A w sytuacji gdy kalibracji można dokonać samemu z poziomu docka, to nawet argument o potrzebie kalibracji odpada. Trochę wysiłku i gotowe.
Jeszcze też nie do końca trafia do mnie argument, że jak systemowe to nic tylko podpiąć albo zrobić mikrokalibrację i działa idealnie, a jak Sigma/Tamron/Tokina to na pewno mam rozjazd. Rozczaruję, ale systemowe też mogą nie trafiać. Sporo osób pisze o przebieraniu C24-70/2.8 i sam tego doświadczyłem. Gdy byłem na początku przygody z poważnym fotografowaniem kupiłem kiedyś w ciemno (w czasach gdy dostawy docierały falami, ok. 2010r) i od samego kupna wartości 2.8-3.5 były słabo użyteczne, było mydło i problemy z trafianiem. Nawet po kalibracji z body w serwisie w Berlinie się nie poprawiło. Sprzedałem dość szybko i teraz po latach kupiłem ponownie, używkę z Niemiec i nagle jest ok, trafia idealnie i ostry od pełnej dziury.
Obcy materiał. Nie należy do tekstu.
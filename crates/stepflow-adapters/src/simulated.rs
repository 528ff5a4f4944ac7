// Copyright (c) 2025 Stepflow Team
// SPDX-License-Identifier: MIT OR Apache-2.0

//! Simulated adapter for offline development and testing.
//!
//! Models an external service with configurable latency and failure rate
//! so workflows can be exercised end to end without real providers.

use async_trait::async_trait;
use parking_lot::Mutex;
use rand::rngs::StdRng;
use rand::{Rng, SeedableRng};
use std::time::Duration;
use stepflow_core::adapter::{Adapter, AdapterContext, AdapterResult, LogLevel};
use stepflow_core::error::Result;
use tokio::time::Instant;

/// Configuration for the simulated adapter.
#[derive(Debug, Clone)]
pub struct SimulationConfig {
    /// Simulated latency range (min, max) in milliseconds.
    pub latency_range_ms: (u64, u64),
    /// Failure rate for testing error handling (0.0 to 1.0).
    pub failure_rate: f64,
    /// Seed for reproducible simulations.
    pub seed: Option<u64>,
}

impl Default for SimulationConfig {
    fn default() -> Self {
        Self {
            latency_range_ms: (5, 20),
            failure_rate: 0.0,
            seed: None,
        }
    }
}

/// Adapter claiming `sim.*`; sleeps for a sampled latency, then succeeds
/// or fails according to the configured rate.
pub struct SimulatedAdapter {
    config: SimulationConfig,
    rng: Mutex<StdRng>,
}

impl SimulatedAdapter {
    /// Creates an adapter with the given configuration.
    pub fn new(config: SimulationConfig) -> Self {
        let rng = match config.seed {
            Some(seed) => StdRng::seed_from_u64(seed),
            None => StdRng::from_entropy(),
        };
        Self {
            config,
            rng: Mutex::new(rng),
        }
    }

    fn sample(&self) -> (Duration, bool) {
        let mut rng = self.rng.lock();
        let (min, max) = self.config.latency_range_ms;
        let latency = if max > min {
            rng.gen_range(min..=max)
        } else {
            min
        };
        let fails = self.config.failure_rate > 0.0 && rng.gen::<f64>() < self.config.failure_rate;
        (Duration::from_millis(latency), fails)
    }
}

impl Default for SimulatedAdapter {
    fn default() -> Self {
        Self::new(SimulationConfig::default())
    }
}

#[async_trait]
impl Adapter for SimulatedAdapter {
    fn name(&self) -> &str {
        "sim"
    }

    fn supported_actions(&self) -> Vec<String> {
        vec!["sim.*".to_string()]
    }

    async fn execute(
        &self,
        action: &str,
        input: serde_json::Value,
        ctx: AdapterContext,
    ) -> Result<AdapterResult> {
        let start = Instant::now();
        let (latency, fails) = self.sample();

        tokio::select! {
            _ = tokio::time::sleep(latency) => {}
            _ = ctx.cancel.cancelled() => {
                return Ok(AdapterResult::failed("simulation cancelled")
                    .with_code("CANCELLED")
                    .with_duration(start.elapsed()));
            }
        }

        if fails {
            ctx.log(LogLevel::Warn, "simulated failure");
            return Ok(AdapterResult::failed(format!("simulated failure for '{action}'"))
                .with_code("SIMULATED_FAILURE")
                .with_duration(start.elapsed()));
        }

        Ok(AdapterResult::ok(serde_json::json!({
            "ok": true,
            "action": action,
            "echo": input,
        }))
        .with_duration(start.elapsed()))
    }
}

#[cfg(test)]
mod tests {
    use super::*;

    #[test]
    fn seeded_failures_are_reproducible() {
        let config = SimulationConfig {
            latency_range_ms: (0, 0),
            failure_rate: 0.5,
            seed: Some(7),
        };
        let a: Vec<bool> = {
            let adapter = SimulatedAdapter::new(config.clone());
            (0..32).map(|_| adapter.sample().1).collect()
        };
        let b: Vec<bool> = {
            let adapter = SimulatedAdapter::new(config);
            (0..32).map(|_| adapter.sample().1).collect()
        };
        assert_eq!(a, b);
        assert!(a.iter().any(|&f| f));
        assert!(a.iter().any(|&f| !f));
    }

    #[test]
    fn latency_stays_in_range() {
        let adapter = SimulatedAdapter::new(SimulationConfig {
            latency_range_ms: (5, 10),
            failure_rate: 0.0,
            seed: Some(1),
        });
        for _ in 0..50 {
            let (latency, _) = adapter.sample();
            assert!((5..=10).contains(&(latency.as_millis() as u64)));
        }
    }
}
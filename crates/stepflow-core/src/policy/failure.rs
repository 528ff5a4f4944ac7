// Copyright (c) 2025 Stepflow Team
// SPDX-License-Identifier: MIT OR Apache-2.0

//! Failure strategy: what happens to the rest of a run after a step fails.

use crate::document::{FailureKind, FailureSpec};

/// Final status forced by a failure decision, when the strategy itself
/// determines the outcome.
#[derive(Debug, Clone, Copy, PartialEq, Eq)]
pub enum ForcedStatus {
    Failed,
    Partial,
}

/// Decision returned by [`FailureStrategy::decide`].
#[derive(Debug, Clone, PartialEq, Eq)]
pub struct FailureDecision {
    /// Whether the run keeps executing remaining steps.
    pub continue_run: bool,
    /// Whether workflow cleanup must run.
    pub run_cleanup: bool,
    /// Whether the failed step's transitive dependents are skipped.
    pub skip_dependents: bool,
    /// Status forced by the strategy; `None` leaves the final status to the
    /// end-of-run rules.
    pub forced_status: Option<ForcedStatus>,
}

/// Pure failure policy configured from the document's `policies.failure`.
#[derive(Debug, Clone, Default)]
pub struct FailureStrategy {
    spec: FailureSpec,
}

impl FailureStrategy {
    /// Builds the strategy from a document policy.
    pub fn new(spec: FailureSpec) -> Self {
        Self { spec }
    }

    /// Strategy kind.
    pub fn kind(&self) -> FailureKind {
        self.spec.kind
    }

    /// Whether partial success is allowed at the end of the run.
    pub fn allow_partial_success(&self) -> bool {
        self.spec.allow_partial_success
    }

    /// Whether a step is critical.
    pub fn is_critical(&self, step_id: &str) -> bool {
        self.spec.critical_steps.iter().any(|s| s == step_id)
    }

    /// Decides how the run proceeds after `step_id` failed.
    ///
    /// Decision order: critical step, then the failure budget, then the
    /// strategy type.
    pub fn decide(
        &self,
        step_id: &str,
        completed: usize,
        current_failures: usize,
    ) -> FailureDecision {
        if self.is_critical(step_id) {
            return FailureDecision {
                continue_run: false,
                run_cleanup: true,
                skip_dependents: true,
                forced_status: Some(ForcedStatus::Failed),
            };
        }

        if let Some(max) = self.spec.max_failures {
            if current_failures > max {
                let forced = if self.spec.allow_partial_success && completed > 0 {
                    ForcedStatus::Partial
                } else {
                    ForcedStatus::Failed
                };
                return FailureDecision {
                    continue_run: false,
                    run_cleanup: true,
                    skip_dependents: true,
                    forced_status: Some(forced),
                };
            }
        }

        match self.spec.kind {
            FailureKind::Abort => FailureDecision {
                continue_run: false,
                run_cleanup: true,
                skip_dependents: true,
                forced_status: None,
            },
            FailureKind::Continue => FailureDecision {
                continue_run: true,
                run_cleanup: false,
                skip_dependents: false,
                forced_status: None,
            },
            FailureKind::SkipDependent => FailureDecision {
                continue_run: true,
                run_cleanup: false,
                skip_dependents: true,
                forced_status: None,
            },
        }
    }
}
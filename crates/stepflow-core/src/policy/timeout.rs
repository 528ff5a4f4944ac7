// Copyright (c) 2025 Stepflow Team
// SPDX-License-Identifier: MIT OR Apache-2.0

//! Timeout parsing and enforcement.
//!
//! Duration strings are digits with an optional `ms|s|m|h` suffix; bare
//! digits are milliseconds. Enforcement races the operation against a
//! monotonic timer; on expiry the run's cancellation token is cancelled,
//! an optional cleanup runs (at most once) and a [`TimeoutError`] carrying
//! the configured and observed times is returned.

use crate::cancel::CancellationToken;
use std::future::Future;
use std::time::Duration;
use tokio::time::Instant;

/// Parses a duration string: `500ms`, `30s`, `5m`, `2h`, or raw `250`.
pub fn parse_duration(input: &str) -> Option<Duration> {
    let input = input.trim();
    if input.is_empty() {
        return None;
    }
    let split = input
        .find(|c: char| !c.is_ascii_digit())
        .unwrap_or(input.len());
    let (digits, suffix) = input.split_at(split);
    let value: u64 = digits.parse().ok()?;
    let millis = match suffix {
        "" | "ms" => value,
        "s" => value.checked_mul(1_000)?,
        "m" => value.checked_mul(60_000)?,
        "h" => value.checked_mul(3_600_000)?,
        _ => return None,
    };
    Some(Duration::from_millis(millis))
}

/// An operation exceeded its time budget.
#[derive(Debug, Clone, thiserror::Error)]
#[error("operation '{operation}' timed out after {elapsed_ms}ms (limit {timeout_ms}ms)")]
pub struct TimeoutError {
    /// Configured limit in milliseconds.
    pub timeout_ms: u64,
    /// Observed elapsed time in milliseconds.
    pub elapsed_ms: u64,
    /// Name of the timed-out operation.
    pub operation: String,
}

/// Races `operation` against `limit` on the monotonic clock.
///
/// On expiry the token is cancelled so the operation can unwind, `cleanup`
/// runs at most once, and the error reports configured and observed times.
pub async fn run_with_timeout<T, F, C>(
    name: &str,
    limit: Duration,
    token: &CancellationToken,
    operation: F,
    cleanup: Option<C>,
) -> Result<T, TimeoutError>
where
    F: Future<Output = T>,
    C: Future<Output = ()>,
{
    let start = Instant::now();
    tokio::select! {
        result = operation => Ok(result),
        _ = tokio::time::sleep(limit) => {
            token.cancel();
            if let Some(cleanup) = cleanup {
                cleanup.await;
            }
            Err(TimeoutError {
                timeout_ms: limit.as_millis() as u64,
                elapsed_ms: start.elapsed().as_millis() as u64,
                operation: name.to_string(),
            })
        }
    }
}

#[cfg(test)]
mod tests {
    use super::*;
    use std::sync::atomic::{AtomicUsize, Ordering};
    use std::sync::Arc;

    #[test]
    fn duration_strings_parse_with_all_suffixes() {
        assert_eq!(parse_duration("500ms"), Some(Duration::from_millis(500)));
        assert_eq!(parse_duration("30s"), Some(Duration::from_secs(30)));
        assert_eq!(parse_duration("5m"), Some(Duration::from_secs(300)));
        assert_eq!(parse_duration("2h"), Some(Duration::from_secs(7200)));
        assert_eq!(parse_duration("250"), Some(Duration::from_millis(250)));
    }

    #[test]
    fn malformed_durations_are_rejected() {
        for bad in ["", "s", "10x", "ms500", "1.5s", "-3s", "10 s"] {
            assert_eq!(parse_duration(bad), None, "accepted {bad:?}");
        }
    }

    #[tokio::test(start_paused = true)]
    async fn fast_operation_wins_the_race() {
        let token = CancellationToken::new();
        let result = run_with_timeout(
            "fast",
            Duration::from_secs(1),
            &token,
            async { 42 },
            None::<std::future::Ready<()>>,
        )
        .await;
        assert_eq!(result.unwrap(), 42);
        assert!(!token.is_cancelled());
    }

    #[tokio::test(start_paused = true)]
    async fn expiry_cancels_and_runs_cleanup_once() {
        let token = CancellationToken::new();
        let cleanups = Arc::new(AtomicUsize::new(0));
        let counter = cleanups.clone();

        let result: Result<(), TimeoutError> = run_with_timeout(
            "slow",
            Duration::from_millis(50),
            &token,
            async {
                tokio::time::sleep(Duration::from_secs(10)).await;
            },
            Some(async move {
                counter.fetch_add(1, Ordering::SeqCst);
            }),
        )
        .await;

        let err = result.unwrap_err();
        assert_eq!(err.timeout_ms, 50);
        assert_eq!(err.operation, "slow");
        assert!(token.is_cancelled());
        assert_eq!(cleanups.load(Ordering::SeqCst), 1);
    }
}
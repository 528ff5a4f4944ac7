// Copyright (c) 2025 Stepflow Team
// SPDX-License-Identifier: MIT OR Apache-2.0

//! Error taxonomy for the workflow engine.
//!
//! Every failure surfaced by the engine is one of a closed set of kinds:
//! security, schema, validation, adapter, step, execution, queue, scheduler.
//! Validation produces as many diagnostics as it can in one pass; runtime
//! errors carry the structured context the formatters need (code, path,
//! hint) without free-form string matching.

use serde::{Deserialize, Serialize};
use std::collections::HashMap;
use std::fmt;

/// Convenience alias used across the engine.
pub type Result<T> = std::result::Result<T, EngineError>;

/// Machine-readable code identifying an error kind.
#[derive(Debug, Clone, Copy, PartialEq, Eq, Hash, Serialize, Deserialize)]
#[serde(rename_all = "SCREAMING_SNAKE_CASE")]
pub enum ErrorCode {
    // Security
    ReservedField,
    ReservedAnnotationPrefix,
    // Schema
    ParseFailure,
    UnknownField,
    MissingField,
    WrongType,
    InvalidEnum,
    InvalidValue,
    // Validation
    DuplicateStepId,
    InvalidStepId,
    UnknownStepReference,
    CircularDependency,
    ForwardReference,
    EmptyWorkflow,
    MissingInput,
    InvalidCondition,
    InvalidVariableReference,
    // Adapter
    UnknownAdapter,
    UnsupportedAction,
    AdapterFailed,
    // Step
    StepNotFound,
    StepTimeout,
    StepFailed,
    DependencyFailed,
    InvalidStepConfig,
    // Execution
    WorkflowTimeout,
    Cancelled,
    PartialFailure,
    // Queue
    QueueFull,
    JobNotFound,
    // Scheduler
    InvalidCron,
    ScheduleNotFound,
}

impl fmt::Display for ErrorCode {
    fn fmt(&self, f: &mut fmt::Formatter<'_>) -> fmt::Result {
        let s = serde_json::to_value(self)
            .ok()
            .and_then(|v| v.as_str().map(str::to_owned))
            .unwrap_or_else(|| format!("{self:?}"));
        f.write_str(&s)
    }
}

/// Severity of a diagnostic.
#[derive(Debug, Clone, Copy, PartialEq, Eq, Serialize, Deserialize)]
#[serde(rename_all = "lowercase")]
pub enum Severity {
    Error,
    Warning,
}

/// A single validation finding with enough structure for both the human
/// and the JSON formatter.
#[derive(Debug, Clone, Serialize, Deserialize)]
pub struct Diagnostic {
    /// Error kind code.
    pub code: ErrorCode,
    /// Human-readable message.
    pub message: String,
    /// JSON-path-like location in the document (e.g. `workflow.steps[2].retry`).
    pub path: String,
    /// Optional remediation hint ("did you mean `timeout`?").
    pub hint: Option<String>,
    /// Severity of the finding.
    pub severity: Severity,
    /// Extra structured context (offending value, allowed values, ...).
    #[serde(default, skip_serializing_if = "HashMap::is_empty")]
    pub context: HashMap<String, serde_json::Value>,
}

impl Diagnostic {
    /// Creates an error-severity diagnostic.
    pub fn error(code: ErrorCode, path: impl Into<String>, message: impl Into<String>) -> Self {
        Self {
            code,
            message: message.into(),
            path: path.into(),
            hint: None,
            severity: Severity::Error,
            context: HashMap::new(),
        }
    }

    /// Attaches a hint.
    #[must_use]
    pub fn with_hint(mut self, hint: impl Into<String>) -> Self {
        self.hint = Some(hint.into());
        self
    }

    /// Attaches a context entry.
    #[must_use]
    pub fn with_context(mut self, key: impl Into<String>, value: serde_json::Value) -> Self {
        self.context.insert(key.into(), value);
        self
    }
}

impl fmt::Display for Diagnostic {
    fn fmt(&self, f: &mut fmt::Formatter<'_>) -> fmt::Result {
        write!(f, "[{}] {}: {}", self.code, self.path, self.message)?;
        if let Some(hint) = &self.hint {
            write!(f, " ({hint})")?;
        }
        Ok(())
    }
}

/// Engine error type covering the closed taxonomy.
#[derive(Debug, thiserror::Error)]
pub enum EngineError {
    /// User attempted to set a reserved field or annotation prefix.
    #[error("security violation at {location}: field '{field}' is reserved ({reason})")]
    SecurityViolation {
        /// Offending field name.
        field: String,
        /// Location in the document ("workflow (root level)", "context", ...).
        location: String,
        /// Why the field is rejected.
        reason: String,
        /// Optional suggestion for a permitted alternative.
        suggestion: Option<String>,
    },

    /// YAML/JSON could not be parsed at all.
    #[error("failed to parse workflow document: {0}")]
    Parse(String),

    /// Structural or semantic validation failed; all findings are attached.
    #[error("workflow validation failed with {} issue(s); first: {}", .0.len(), first_message(.0))]
    Invalid(Vec<Diagnostic>),

    /// No adapter claims the given action.
    #[error("no adapter found for action '{action}' (registered: {})", .registered.join(", "))]
    UnknownAdapter {
        /// The action string that failed to resolve.
        action: String,
        /// Names of all registered adapters.
        registered: Vec<String>,
    },

    /// An adapter was found but does not support the action.
    #[error("adapter '{adapter}' does not support action '{action}'")]
    UnsupportedAction {
        /// Adapter that was consulted.
        adapter: String,
        /// The unsupported action.
        action: String,
    },

    /// An adapter reported an internal failure.
    #[error("adapter '{adapter}' failed executing '{action}': {message}")]
    AdapterFailed {
        /// Adapter that failed.
        adapter: String,
        /// Action being executed.
        action: String,
        /// Failure message from the adapter.
        message: String,
        /// Adapter-specific error code, if any.
        code: Option<String>,
    },

    /// Referenced step does not exist.
    #[error("step '{0}' not found")]
    StepNotFound(String),

    /// A step exceeded its time budget.
    #[error("step '{step_id}' timed out after {elapsed_ms}ms (limit {timeout_ms}ms)")]
    StepTimeout {
        /// Step that timed out.
        step_id: String,
        /// Configured timeout in milliseconds.
        timeout_ms: u64,
        /// Observed elapsed time in milliseconds.
        elapsed_ms: u64,
    },

    /// A step failed after exhausting its retry policy.
    #[error("step '{step_id}' failed after {attempts} attempt(s): {message}")]
    StepFailed {
        /// Step that failed.
        step_id: String,
        /// Number of attempts made.
        attempts: u32,
        /// Final failure message.
        message: String,
    },

    /// A step could not run because a dependency failed.
    #[error("step '{step_id}' skipped: dependency {dependency} failed")]
    DependencyFailed {
        /// Step that was skipped.
        step_id: String,
        /// The failed dependency.
        dependency: String,
    },

    /// Step configuration is invalid at execution time.
    #[error("invalid configuration for step '{step_id}': {reason}")]
    InvalidStepConfig {
        /// Step with the bad configuration.
        step_id: String,
        /// What is wrong with it.
        reason: String,
    },

    /// The whole run exceeded its time budget.
    #[error("workflow '{workflow}' timed out after {timeout_ms}ms")]
    WorkflowTimeout {
        /// Workflow name.
        workflow: String,
        /// Configured timeout in milliseconds.
        timeout_ms: u64,
    },

    /// The run was cancelled before completion.
    #[error("execution cancelled: {0}")]
    Cancelled(String),

    /// Some steps failed; summary of the damage.
    #[error("workflow '{workflow}' partially failed: {failed} of {total} step(s) failed")]
    PartialFailure {
        /// Workflow name.
        workflow: String,
        /// Number of failed steps.
        failed: usize,
        /// Total number of steps.
        total: usize,
    },

    /// The job queue is at capacity.
    #[error("job queue is full (max size {max_size})")]
    QueueFull {
        /// Configured maximum queue size.
        max_size: usize,
    },

    /// Job id not present in the queue.
    #[error("job '{0}' not found")]
    JobNotFound(String),

    /// Cron expression could not be parsed.
    #[error("invalid cron expression '{expression}': {reason}")]
    InvalidCron {
        /// The offending expression.
        expression: String,
        /// Why it is invalid.
        reason: String,
    },

    /// Schedule id not registered.
    #[error("schedule '{0}' not found")]
    ScheduleNotFound(String),
}

fn first_message(diagnostics: &[Diagnostic]) -> String {
    diagnostics
        .first()
        .map(ToString::to_string)
        .unwrap_or_else(|| "unknown".to_string())
}

impl EngineError {
    /// The machine-readable code for this error.
    pub fn code(&self) -> ErrorCode {
        match self {
            Self::SecurityViolation { .. } => ErrorCode::ReservedField,
            Self::Parse(_) => ErrorCode::ParseFailure,
            Self::Invalid(diags) => diags
                .first()
                .map_or(ErrorCode::InvalidValue, |d| d.code),
            Self::UnknownAdapter { .. } => ErrorCode::UnknownAdapter,
            Self::UnsupportedAction { .. } => ErrorCode::UnsupportedAction,
            Self::AdapterFailed { .. } => ErrorCode::AdapterFailed,
            Self::StepNotFound(_) => ErrorCode::StepNotFound,
            Self::StepTimeout { .. } => ErrorCode::StepTimeout,
            Self::StepFailed { .. } => ErrorCode::StepFailed,
            Self::DependencyFailed { .. } => ErrorCode::DependencyFailed,
            Self::InvalidStepConfig { .. } => ErrorCode::InvalidStepConfig,
            Self::WorkflowTimeout { .. } => ErrorCode::WorkflowTimeout,
            Self::Cancelled(_) => ErrorCode::Cancelled,
            Self::PartialFailure { .. } => ErrorCode::PartialFailure,
            Self::QueueFull { .. } => ErrorCode::QueueFull,
            Self::JobNotFound(_) => ErrorCode::JobNotFound,
            Self::InvalidCron { .. } => ErrorCode::InvalidCron,
            Self::ScheduleNotFound(_) => ErrorCode::ScheduleNotFound,
        }
    }

    /// All diagnostics carried by this error (one synthesized for
    /// non-validation kinds).
    pub fn diagnostics(&self) -> Vec<Diagnostic> {
        match self {
            Self::Invalid(diags) => diags.clone(),
            Self::SecurityViolation {
                field,
                location,
                reason,
                suggestion,
            } => {
                let mut diag = Diagnostic::error(
                    ErrorCode::ReservedField,
                    location.clone(),
                    format!("field '{field}' is reserved: {reason}"),
                )
                .with_context("field", serde_json::Value::String(field.clone()));
                if let Some(s) = suggestion {
                    diag = diag.with_hint(s.clone());
                }
                vec![diag]
            }
            other => vec![Diagnostic::error(other.code(), "", other.to_string())],
        }
    }

    /// Whether the error kind is retryable by default policy.
    pub fn is_retryable(&self) -> bool {
        matches!(
            self,
            Self::AdapterFailed { .. } | Self::StepTimeout { .. } | Self::StepFailed { .. }
        )
    }
}

impl From<serde_yaml::Error> for EngineError {
    fn from(err: serde_yaml::Error) -> Self {
        Self::Parse(err.to_string())
    }
}

impl From<serde_json::Error> for EngineError {
    fn from(err: serde_json::Error) -> Self {
        Self::Parse(err.to_string())
    }
}
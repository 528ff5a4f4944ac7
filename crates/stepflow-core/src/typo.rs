// Copyright (c) 2025 Stepflow Team
// SPDX-License-Identifier: MIT OR Apache-2.0

//! Typo detection for unknown document fields.
//!
//! Unknown keys are compared against the set of keys valid at that location
//! using normalized Levenshtein similarity. Matches at or above 0.7 become
//! suggestions; at or above 0.85 the key is flagged as a likely typo.

use strsim::normalized_levenshtein;

/// Similarity floor for offering a suggestion at all.
pub const SUGGESTION_THRESHOLD: f64 = 0.7;

/// Similarity at which the unknown key is treated as a likely typo.
pub const LIKELY_TYPO_THRESHOLD: f64 = 0.85;

/// Outcome of matching an unknown key against the known set.
#[derive(Debug, Clone, PartialEq)]
pub struct TypoMatch {
    /// The closest known key.
    pub candidate: String,
    /// Similarity ratio in `[0, 1]`.
    pub ratio: f64,
    /// Whether the ratio clears [`LIKELY_TYPO_THRESHOLD`].
    pub likely_typo: bool,
}

/// Finds the closest known key to `unknown`, if any clears the
/// suggestion threshold.
pub fn closest_match(unknown: &str, known: &[&str]) -> Option<TypoMatch> {
    let mut best: Option<(f64, &str)> = None;
    for candidate in known {
        let ratio = normalized_levenshtein(unknown, candidate);
        match best {
            Some((best_ratio, _)) if ratio <= best_ratio => {}
            _ => best = Some((ratio, candidate)),
        }
    }
    let (ratio, candidate) = best?;
    if ratio < SUGGESTION_THRESHOLD {
        return None;
    }
    Some(TypoMatch {
        candidate: candidate.to_string(),
        ratio,
        likely_typo: ratio >= LIKELY_TYPO_THRESHOLD,
    })
}

/// Renders a hint line for an unknown key, when a suggestion exists.
pub fn suggestion_hint(unknown: &str, known: &[&str]) -> Option<String> {
    closest_match(unknown, known).map(|m| {
        if m.likely_typo {
            format!("did you mean '{}'?", m.candidate)
        } else {
            format!("closest known field is '{}'", m.candidate)
        }
    })
}

#[cfg(test)]
mod tests {
    use super::*;

    const STEP_KEYS: &[&str] = &[
        "id", "uses", "name", "with", "needs", "when", "retry", "timeout",
        "continueOnError", "env", "outputs",
    ];

    #[test]
    fn near_identical_key_is_likely_typo() {
        let m = closest_match("timout", STEP_KEYS).unwrap();
        assert_eq!(m.candidate, "timeout");
        assert!(m.likely_typo);
    }

    #[test]
    fn close_but_not_exact_gives_suggestion_only() {
        let m = closest_match("use", STEP_KEYS).unwrap();
        assert_eq!(m.candidate, "uses");
        assert!(m.ratio >= SUGGESTION_THRESHOLD);
    }

    #[test]
    fn unrelated_key_gives_no_match() {
        assert!(closest_match("frobnicate", STEP_KEYS).is_none());
    }

    #[test]
    fn hint_wording_tracks_confidence() {
        assert_eq!(
            suggestion_hint("timout", STEP_KEYS).unwrap(),
            "did you mean 'timeout'?"
        );
        assert!(suggestion_hint("xyzzy", STEP_KEYS).is_none());
    }
}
Na innym. Tamten egzemplarz był sprawdzany na moich dwóch 40D i na dwóch 7D, bo mam taką przypadłość, że z lenistwa uwielbiam pracować na dwóch body. C24-70/2.8 był kupiony pod dwa 40D które były zawożone osobiście do Berlina na kalibrację i które po jakimś czasie wymieniałem na 7D. Tak wiem, C24-70/2.8 to szkło niecropowe ale w przypadku AF albo coś trafia, albo nie.
To jak to jest, że systemowy obiektyw na 4 body daje zdjęcia na granicy użyteczności? Musi po prostu być spaprane coś z blokiem optycznym i/lub silnikiem.
Ja tylko zwracam uwagę, że nie ma co idealizować systemowych obiektywów, że zawsze są takie cudne i nic tylko od razu podpinać i robić zdjęcia.
A który z trójki ma najostrzejsze 24mm? Bo to głównie na tej ogniskowej mi zależy... Rozważałem 24mm 1.4 ale jednak wolę postawić na uniwersalność..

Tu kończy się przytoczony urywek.